In April 1930, Lahey founded the National Parks Association of Queensland (NPAQ), where he served as president till his death in 1968. Lahey, NPAQ secretary Arthur Groom and a few supporters of theirs are credited for founding Queensland Holiday Resorts Limited and establishing Binna Burra Mountain Lodge, located next to Lamington National Park.

Lahey was appointed Member of the Most Excellent Order of the British Empire in 1960.

==Military service==
In World War I, he enlisted in the army, serving with the 3rd Divisional Engineers, initially attaining the rank of second lieutenant. He was promoted to lieutenant in January 1917. Lahey served on ship A29 HMAT Suevic.

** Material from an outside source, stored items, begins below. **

use std::sync::Arc;
use std::time::Duration;

use chrono::{DateTime, Utc};
use tracing::{debug, error, info, warn};

use super::api::{Client, Outgoing};
use super::types::{Carousel, LongPollServer, MessageEvent, MessageNew, Update, VkKeyboard};
use super::Error;
use crate::command::{self, Command};
use crate::config::Config;
use crate::ergast::F1Storage;
use crate::router::{self, Reply};
use crate::service::F1Service;

const STREAM_ANNOUNCEMENT: &str =
    "Трансляция 'F1 Memes TV' началась! Смотри в Telegram t.me/f1memestv и в [vk.com/f1memestv|VK].";

const RETRY_DELAY: Duration = Duration::from_secs(5);

pub struct VkBot<S> {
    client: Client,
    service: Arc<F1Service<S>>,
    streamer_id: i64,
    announce_peer_id: i64,
    carousel_photo: String,
}

/// Video attachment id from `strstart https://vk.com/video-1_2`.
fn stream_attachment(text: &str) -> Option<&str> {
    let link = text.split_whitespace().nth(1)?;
    let id = link.trim_start_matches("https://vk.com/");
    (!id.is_empty()).then_some(id)
}

fn message_time(unix: i64) -> DateTime<Utc> {
    DateTime::from_timestamp(unix, 0).unwrap_or_else(Utc::now)
}

impl<S: F1Storage> VkBot<S> {
    pub fn new(config: &Config, service: Arc<F1Service<S>>) -> Result<Self, Error> {
        Ok(Self {
            client: Client::new(config.vk_group_token.clone())?,
            service,
            streamer_id: config.vk_streamer_id,
            announce_peer_id: config.vk_announce_peer_id,
            carousel_photo: config.vk_carousel_photo.clone(),
        })
    }

    /// Poll until the process stops. Fails only when the group itself
    /// cannot be resolved; transport errors are retried.
    pub async fn run(&self) -> Result<(), Error> {
        let group_id = self.client.group_id().await?;
        info!("Start longpoll for group {group_id}");

        let mut server = self.connect(group_id).await;
        let mut ts = server.ts.clone().unwrap_or_default();

        loop {
            let poll = match self.client.poll(&server, &ts).await {
                Ok(poll) => poll,
                Err(e) => {
                    warn!("Long poll request failed: {e}");
                    tokio::time::sleep(RETRY_DELAY).await;
                    continue;
                }
            };

            match poll.failed {
                None => {}
                Some(1) => {
                    debug!("Long poll history outdated");
                    if let Some(new_ts) = poll.ts {
                        ts = new_ts;
                    }
                    continue;
                }
                Some(2) => {
                    debug!("Long poll key expired");
                    server = self.connect(group_id).await;
                    continue;
                }
                Some(code) => {
                    debug!("Long poll failed with {code}, reconnecting");
                    server = self.connect(group_id).await;
                    ts = server.ts.clone().unwrap_or_default();
                    continue;
                }
            }

            if let Some(new_ts) = poll.ts {
                ts = new_ts;
            }
            for update in poll.updates {
                self.handle_update(update).await;
            }
        }
    }

    async fn connect(&self, group_id: i64) -> LongPollServer {
        loop {
            match self.client.long_poll_server(group_id).await {
                Ok(server) => return server,
                Err(e) => {
                    warn!("Failed to get long poll server: {e}");
                    tokio::time::sleep(RETRY_DELAY).await;
                }
            }
        }
    }

    async fn handle_update(&self, update: Update) {
        match update.kind.as_str() {
            "message_new" => match serde_json::from_value::<MessageNew>(update.object) {
                Ok(new) => self.handle_message(new).await,
                Err(e) => warn!("Bad message_new object: {e}"),
            },
            "message_event" => match serde_json::from_value::<MessageEvent>(update.object) {
                Ok(event) => self.handle_event(event).await,
                Err(e) => warn!("Bad message_event object: {e}"),
            },
            other => debug!("Skipping update {other}"),
        }
    }

    async fn handle_message(&self, new: MessageNew) {
        let msg = new.message;
        info!("From id {}: {}", msg.peer_id, msg.text);

        let payload = match command::extract_command(msg.payload.as_deref().unwrap_or_default()) {
            Ok(payload) => payload,
            Err(e) => {
                warn!("Error reading payload: {e}");
                None
            }
        };

        let (intent, arg) = match payload.as_deref() {
            Some(cmd) => (command::classify(cmd), command::command_arg(cmd).map(str::to_string)),
            None => (command::classify(&msg.text), None),
        };

        if intent == Command::Stream {
            if payload.is_none() && msg.from_id == self.streamer_id {
                self.announce_stream(&msg.text).await;
            }
            return;
        }
        if intent == Command::Unknown {
            info!("Command in message `{}` not recognized", msg.text);
            return;
        }

        self.respond(msg.peer_id, intent, arg.as_deref(), message_time(msg.date))
            .await;
    }

    async fn handle_event(&self, event: MessageEvent) {
        let cmd = match command::extract_command_value(&event.payload) {
            Ok(Some(cmd)) => cmd,
            Ok(None) => {
                warn!("Event {} without command", event.event_id);
                return;
            }
            Err(e) => {
                warn!("Error reading event payload: {e}");
                return;
            }
        };
        info!("Event from id {}: {cmd}", event.peer_id);

        if let Err(e) = self
            .client
            .answer_event(&event.event_id, event.user_id, event.peer_id)
            .await
        {
            warn!("Failed to answer event {}: {e}", event.event_id);
        }

        let intent = command::classify(&cmd);
        if intent == Command::Unknown {
            info!("Event command `{cmd}` not recognized");
            return;
        }
        self.respond(event.peer_id, intent, command::command_arg(&cmd), Utc::now())
            .await;
    }

    async fn announce_stream(&self, text: &str) {
        let Some(attachment) = stream_attachment(text) else {
            warn!("Stream announcement without link: {text}");
            return;
        };
        let extra = Outgoing {
            attachment: Some(attachment),
            ..Default::default()
        };
        match self
            .client
            .send_message(self.announce_peer_id, STREAM_ANNOUNCEMENT, extra)
            .await
        {
            Ok(_) => info!("Stream announced to {}", self.announce_peer_id),
            Err(e) => warn!("Failed to announce stream: {e}"),
        }
    }

    async fn respond(&self, peer_id: i64, intent: Command, arg: Option<&str>, sent_at: DateTime<Utc>) {
        let reply = match router::route(&self.service, intent, arg, sent_at).await {
            Ok(reply) => reply,
            Err(e) => {
                error!("{intent:?} for {peer_id}: {e}");
                Reply::Text(router::FAILURE.to_string())
            }
        };
        if let Err(e) = self.send(peer_id, reply).await {
            warn!("Failed to answer {intent:?} to {peer_id}: {e}");
        }
    }

    async fn send(&self, peer_id: i64, reply: Reply) -> Result<(), Error> {
        match reply {
            Reply::Text(text) | Reply::Table(text) => {
                self.client.send_message(peer_id, &text, Outgoing::default()).await?;
            }
            Reply::Keyboard { text, keyboard } => {
                let keyboard = serde_json::to_string(&VkKeyboard::from_keyboard(&keyboard))?;
                let extra = Outgoing {
                    keyboard: Some(&keyboard),
                    ..Default::default()
                };
                self.client.send_message(peer_id, &text, extra).await?;
            }
            Reply::Card { text, card } => {
                let photo = Some(self.carousel_photo.clone()).filter(|p| !p.is_empty());
                let template = serde_json::to_string(&Carousel::single(&card, photo))?;
                let extra = Outgoing {
                    template: Some(&template),
                    ..Default::default()
                };
                self.client.send_message(peer_id, &text, extra).await?;
            }
            Reply::Silent => {}
        }
        Ok(())
    }
}

#[cfg(test)]
mod tests {
    use super::*;

    #[test]
    fn test_stream_attachment() {
        assert_eq!(
            stream_attachment("strstart https://vk.com/video-219009582_456239017"),
            Some("video-219009582_456239017")
        );
        assert_eq!(stream_attachment("strstart video-1_2 extra"), Some("video-1_2"));
        assert_eq!(stream_attachment("strstart"), None);
        assert_eq!(stream_attachment("strstart https://vk.com/"), None);
    }

    #[test]
    fn test_message_time() {
        assert_eq!(message_time(1709391600).to_rfc3339(), "2024-03-02T15:00:00+00:00");
    }
}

During World War II, Lahey served again in the army, ranking as a major.

==Personal life==
In 1919, after returning to Australia, Romeo Watkins Lahey married Sybil Delpratt, the youngest daughter of JH Delpratt, in St John's Cathedral, Brisbane. They had three children: David, Alison and Ann.

==Death==
On 26 October 1968, Lahey died at his home in Yeronga, Brisbane, Queensland, Australia. He was cremated with Anglican rites.

== Legacy ==
In 1970, the Queensland Government opened a lookout named Kamurun in his memory at Lamington National Park.